Count every line below containing "Option"; state the number only.
________________________________________
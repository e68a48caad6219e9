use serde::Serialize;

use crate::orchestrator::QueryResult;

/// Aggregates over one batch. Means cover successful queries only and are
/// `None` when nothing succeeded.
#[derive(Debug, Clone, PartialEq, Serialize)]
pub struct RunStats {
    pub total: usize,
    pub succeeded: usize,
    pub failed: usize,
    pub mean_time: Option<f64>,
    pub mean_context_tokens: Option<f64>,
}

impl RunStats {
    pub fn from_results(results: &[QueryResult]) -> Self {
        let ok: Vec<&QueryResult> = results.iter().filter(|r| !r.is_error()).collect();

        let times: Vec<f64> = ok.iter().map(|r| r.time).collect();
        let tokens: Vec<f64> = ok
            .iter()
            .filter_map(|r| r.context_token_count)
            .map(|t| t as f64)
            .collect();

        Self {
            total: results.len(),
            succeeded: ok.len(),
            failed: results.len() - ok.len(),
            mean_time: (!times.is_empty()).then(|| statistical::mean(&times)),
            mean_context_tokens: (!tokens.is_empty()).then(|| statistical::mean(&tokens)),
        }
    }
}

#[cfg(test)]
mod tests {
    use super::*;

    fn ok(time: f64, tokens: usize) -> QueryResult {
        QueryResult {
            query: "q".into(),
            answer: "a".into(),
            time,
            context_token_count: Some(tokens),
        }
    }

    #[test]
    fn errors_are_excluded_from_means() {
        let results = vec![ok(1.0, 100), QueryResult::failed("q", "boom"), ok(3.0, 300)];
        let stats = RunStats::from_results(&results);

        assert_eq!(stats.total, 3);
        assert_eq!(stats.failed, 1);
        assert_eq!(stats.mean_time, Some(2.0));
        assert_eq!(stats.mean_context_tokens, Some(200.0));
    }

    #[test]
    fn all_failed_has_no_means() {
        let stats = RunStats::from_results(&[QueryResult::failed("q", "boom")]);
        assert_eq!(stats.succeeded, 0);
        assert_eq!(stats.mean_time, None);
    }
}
________________________________________
> _ANSWER SECTION_: 2